1. A method for preparing a spherical cesium ion adsorbent, characterized in that, The specific preparation process includes the following steps: Step 1: First, dissolve chitosan in an aqueous acetic acid solution and stir for 3 hours to obtain a chitosan solution. Then, add zinc salt and stir for 5 hours, followed by sonication for 1 hour to obtain a bubble-free zinc salt / chitosan solution. Step 2: Using a syringe and an 18G needle, the zinc salt / chitosan solution was dropped into a NaOH solution containing 2-methylimidazole. The mixture was reacted in an oil bath at 80°C for 12 hours. After filtration and washing until neutral, the mixture was freeze-dried for 24 hours to obtain chitosan / ZIF-8 beads. Step 3: Immerse the chitosan / ZIF-8 beads prepared in Step 2 in a nickel salt solution for 6 hours, filter and wash, then immerse in a potassium ferrocyanide solution for 12 hours, filter and wash again, and freeze-dry for 24 hours to obtain a spherical cesium ion adsorbent. The prepared spherical cesium ion adsorbent consists of beads with a diameter of 2-2.5 mm and an ordered porous honeycomb structure on the surface.

2. The method for preparing the spherical cesium ion adsorbent according to claim 1, characterized in that, In step one, the acetic acid aqueous solution contains 3.2 wt% acetic acid and has a volume of 30 ml to 50 ml. The chitosan solution contains 2 wt% chitosan. The zinc salt is one or more of zinc nitrate, zinc chloride, and zinc sulfate. The molar concentration of zinc salt in the zinc salt / chitosan solution is 0.01 mol / L.

3. The method for preparing the spherical cesium ion adsorbent according to claim 2, characterized in that, The NaOH solution in step two has a concentration of 1 mol / L and a volume of 100 ml to 150 ml; the molar amount of 2-methylimidazole is 0.06 mol to 0.07 mol.

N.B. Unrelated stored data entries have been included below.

/// Builds the HTTP router over the shared application state
pub fn router(state: AppState) -> Router {
    Router::new()
        // Points
        .route("/api/gamification/points/history", get(points_history))
        // Achievements
        .route("/api/gamification/achievements", get(achievement_progress))
        .route(
            "/api/gamification/achievements/check",
            post(check_achievements),
        )
        // Badges
        .route("/api/gamification/badges", get(user_badges))
        // Streaks
        .route("/api/gamification/streaks", get(user_streaks))
        .route(
            "/api/gamification/streaks/:streak_type",
            post(update_streak),
        )
        .route("/api/gamification/daily-login", post(daily_login))
        // Leaderboards
        .route("/api/gamification/leaderboards", get(list_leaderboards))
        .route(
            "/api/gamification/leaderboards/:leaderboard_type",
            get(get_leaderboard),
        )
        // Dashboard and profiles
        .route("/api/gamification/dashboard", get(dashboard))
        .route("/api/gamification/profile/:user_id", get(profile))
        .route("/api/gamification/stats", get(stats))
        // Referrals
        .route("/api/gamification/referrals", post(create_referral))
        .route(
            "/api/gamification/referrals/milestone",
            post(referral_milestone),
        )
        // Administrative surface
        .route("/api/admin/gamification/initialize", post(initialize))
        .route("/api/admin/gamification/points/award", post(admin_award_points))
        .route("/api/admin/gamification/rank/resync", post(admin_resync_rank))
        .route("/api/admin/gamification/badges/award", post(admin_award_badge))
        .route(
            "/api/admin/gamification/achievements/check-all",
            post(admin_check_all),
        )
        .route(
            "/api/admin/gamification/leaderboards/generate",
            post(admin_generate_leaderboards),
        )
        .route(
            "/api/admin/gamification/leaderboards/:leaderboard_type/generate",
            post(admin_generate_leaderboard),
        )
        .route(
            "/api/admin/gamification/streaks/inactive",
            delete(admin_sweep_streaks),
        )
        .route(
            "/api/admin/gamification/achievements/catalog",
            get(admin_achievement_catalog),
        )
        .route(
            "/api/admin/gamification/badges/catalog",
            get(admin_badge_catalog),
        )
        .with_state(state)
}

4. The method for preparing the spherical cesium ion adsorbent according to claim 2, characterized in that, The nickel salt mentioned in step three is one or more of nickel chloride, nickel nitrate, and nickel sulfate, with a solution concentration of 0.05 mol / L to 0.1 mol / L; the potassium ferrocyanide solution concentration is 0.05 mol / L to 0.1 mol / L.

5. The application of a spherical cesium ion adsorbent prepared by the method described in claim 1, characterized in that, Adsorption and separation are carried out by mixing spherical cesium ion adsorbent with cesium ion-containing solution under conditions of pH range 5-11; the mass ratio of the spherical cesium ion adsorbent to the volume ratio of the cesium ion-containing solution is (0.5-2):1 g / L; the cesium ion concentration in the cesium ion-containing solution is 10-200 mg / L.

6. The application of the spherical cesium ion adsorbent according to claim 5, characterized in that, The mixing is carried out in a constant temperature rotary shaker for 22-26 hours, with the temperature of the constant temperature rotary shaker being 24-26°C and the rotation speed of the constant temperature rotary shaker being 150-300 rpm.

7. The application of the spherical cesium ion adsorbent according to claim 5, characterized in that, The cesium-containing solution also includes any one or a combination of at least two of potassium chloride, sodium chloride, magnesium chloride, or calcium chloride.